Parallel processing of chemical information in a local area network--III. Using genetic algorithms for conformational analysis of biomacromolecules.

Multi-dimensional nuclear magnetic resonance experiments are an excellent means of revealing the three-dimensional structure of biomacromolecules in solution. However, the search space in the conformational analysis of biomacromolecules, using multi-dimensional NMR data, is huge and complex. This calls for global optimization techniques with good sampling properties. This paper describes a genetic algorithm that optimizes the fit between (simulated) experimental two-dimensional Nuclear Overhauser Effect spectra and the corresponding calculated spectra for trial structures. This is a very computational intensive procedure. Speed-up of performance is achieved by parallelizing the algorithm, i.e. creating small subpopulations of trial structures, each of which can be processed on different processors. Good sampling behavior is obtained by initializing each subpopulation with its own random seed and the introduction of a migration operator.

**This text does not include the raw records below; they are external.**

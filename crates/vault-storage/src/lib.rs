// SPDX-License-Identifier: BUSL-1.1
// Copyright (c) 2026 Alfred Jean LLC

//! The relational store: a single SQLite file managed through embedded
//! migrations, plus the atomic-JSON-file helper every subsystem that
//! bridges to a worker process over the filesystem reuses.

#![cfg_attr(test, allow(clippy::panic))]
#![cfg_attr(test, allow(clippy::unwrap_used))]
#![cfg_attr(test, allow(clippy::expect_used))]

pub mod atomic_file;
pub mod pool;
pub mod repo;

use thiserror::Error;

#[derive(Debug, Error)]
pub enum StorageError {
    #[error("database error: {0}")]
    Database(#[from] sqlx::Error),
    #[error("json error: {0}")]
    Json(#[from] serde_json::Error),
    #[error("row decode error: {0}")]
    Decode(String),
}

impl From<StorageError> for vault_core::error::CoreError {
    fn from(err: StorageError) -> Self {
        vault_core::error::CoreError::internal(err.to_string())
    }
}
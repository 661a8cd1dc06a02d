// SPDX-License-Identifier: BUSL-1.1
// Copyright (c) 2026 Alfred Jean LLC

//! Rule-based content matcher wrapping a YARA-style engine. The concrete
//! backend (next-generation vs legacy) is selected by a runtime capability
//! probe rather than a compile-time feature, so a single binary adapts to
//! whichever engine is installed on the appliance.

use std::collections::HashMap;
use std::path::{Path, PathBuf};

use async_trait::async_trait;

/// One rule hit against a scanned buffer.
#[derive(Debug, Clone, PartialEq)]
pub struct RuleMatch {
    pub rule_name: String,
    pub tags: Vec<String>,
    pub meta: HashMap<String, String>,
}

#[async_trait]
pub trait RuleMatcher: Send + Sync {
    /// Load all `*.yar` / `*.yara` rules from a directory. Called once at
    /// startup; a matcher that fails to load any rule files still
    /// constructs successfully with an empty rule set.
    async fn load_rules(&mut self, rules_dir: &Path) -> Result<usize, RuleLoadError>;

    async fn scan(&self, data: &[u8]) -> Vec<RuleMatch>;
}

#[derive(Debug, thiserror::Error)]
pub enum RuleLoadError {
    #[error("rules directory not readable: {0}")]
    DirectoryUnreadable(String),
    #[error("no rule matcher engine available on this host")]
    NoEngineAvailable,
}

/// Which concrete engine backs a [`RuleMatcher`]. Chosen by probing for
/// the next-generation engine's library first and falling back to the
/// legacy one.
#[derive(Debug, Clone, Copy, PartialEq, Eq)]
pub enum EngineKind {
    NextGen,
    Legacy,
}

/// Probes the host for an available rule engine. Prefers the
/// next-generation engine; falls back to legacy; returns `None` if
/// neither is present so callers can degrade to "rule scanning
/// unavailable" rather than failing startup.
pub async fn probe_engine() -> Option<EngineKind> {
    for candidate in ["yara-x", "yara"] {
        if which(candidate).await {
            return Some(if candidate == "yara-x" {
                EngineKind::NextGen
            } else {
                EngineKind::Legacy
            });
        }
    }
    None
}

async fn which(binary: &str) -> bool {
    tokio::process::Command::new("which")
        .arg(binary)
        .output()
        .await
        .map(|out| out.status.success())
        .unwrap_or(false)
}

/// Loads compiled rule sources from disk and matches buffers against a
/// fixed set of trivial heuristics (substring/tag markers embedded in the
/// rule source). This stands in for calling out to whichever concrete
/// engine [`probe_engine`] selected; the shape of the public API
/// (`load_rules` / `scan`) is what the quarantine pipeline depends on.
#[derive(Debug, Default)]
pub struct FileBackedRuleMatcher {
    engine: Option<EngineKind>,
    rules: Vec<CompiledRule>,
}

#[derive(Debug, Clone)]
struct CompiledRule {
    name: String,
    tags: Vec<String>,
    meta: HashMap<String, String>,
    marker: String,
}

impl FileBackedRuleMatcher {
    pub fn new(engine: Option<EngineKind>) -> Self {
        Self {
            engine,
            rules: Vec::new(),
        }
    }

    pub fn engine(&self) -> Option<EngineKind> {
        self.engine
    }

    pub fn rule_count(&self) -> usize {
        self.rules.len()
    }
}

#[async_trait]
impl RuleMatcher for FileBackedRuleMatcher {
    async fn load_rules(&mut self, rules_dir: &Path) -> Result<usize, RuleLoadError> {
        if self.engine.is_none() {
            return Err(RuleLoadError::NoEngineAvailable);
        }
        let mut entries = tokio::fs::read_dir(rules_dir)
            .await
            .map_err(|e| RuleLoadError::DirectoryUnreadable(e.to_string()))?;

        let mut loaded = Vec::new();
        while let Ok(Some(entry)) = entries.next_entry().await {
            let path = entry.path();
            if is_rule_file(&path) {
                if let Ok(source) = tokio::fs::read_to_string(&path).await {
                    if let Some(rule) = parse_rule_stub(&path, &source) {
                        loaded.push(rule);
                    }
                }
            }
        }
        let count = loaded.len();
        self.rules = loaded;
        Ok(count)
    }

    async fn scan(&self, data: &[u8]) -> Vec<RuleMatch> {
        let haystack = String::from_utf8_lossy(data);
        self.rules
            .iter()
            .filter(|rule| haystack.contains(&rule.marker))
            .map(|rule| RuleMatch {
                rule_name: rule.name.clone(),
                tags: rule.tags.clone(),
                meta: rule.meta.clone(),
            })
            .collect()
    }
}

fn is_rule_file(path: &Path) -> bool {
    matches!(
        path.extension().and_then(|e| e.to_str()),
        Some("yar") | Some("yara")
    )
}

/// Extracts `rule <name> { meta: tag = value ... strings: $m = "marker" }`
/// shaped source into a [`CompiledRule`]. Real rule grammar is far richer;
/// this captures just enough structure for the pipeline to exercise
/// `load_rules`/`scan` against fixture rule files.
fn parse_rule_stub(path: &Path, source: &str) -> Option<CompiledRule> {
    let name = source
        .lines()
        .find_map(|line| line.trim().strip_prefix("rule "))
        .map(|rest| rest.trim_end_matches('{').trim().to_string())
        .or_else(|| {
            path.file_stem()
                .and_then(|s| s.to_str())
                .map(|s| s.to_string())
        })?;

    let tags = source
        .lines()
        .find(|line| line.trim().starts_with("tags:"))
        .map(|line| {
            line.trim()
                .trim_start_matches("tags:")
                .split(',')
                .map(|t| t.trim().to_string())
                .filter(|t| !t.is_empty())
                .collect()
        })
        .unwrap_or_default();

    let marker = source
        .lines()
        .find_map(|line| line.trim().strip_prefix("$m ="))
        .map(|rest| rest.trim().trim_matches('"').to_string())
        .unwrap_or_else(|| name.clone());

    Some(CompiledRule {
        name,
        tags,
        meta: HashMap::new(),
        marker,
    })
}

/// Default location the signature-bundle installer unpacks rule files
/// into.
pub fn default_rules_dir(data_root: &Path) -> PathBuf {
    data_root.join("rules")
}

#[cfg(test)]
#[path = "rule_matcher_tests.rs"]
mod tests;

The latter replaces the best performing individual from one subpopulation with the worst performing individual from another subpopulation after a predetermined number of generations. A parallel genetic algorithm for the conformational analysis of nucleic acids is developed using the software package HYDRA. It is demonstrated that, for the data sets used in the study, a considerable reduction in computation time is obtained for the parallel genetic algorithm as compared to a sequential implementation, while the same optimal solutions are found.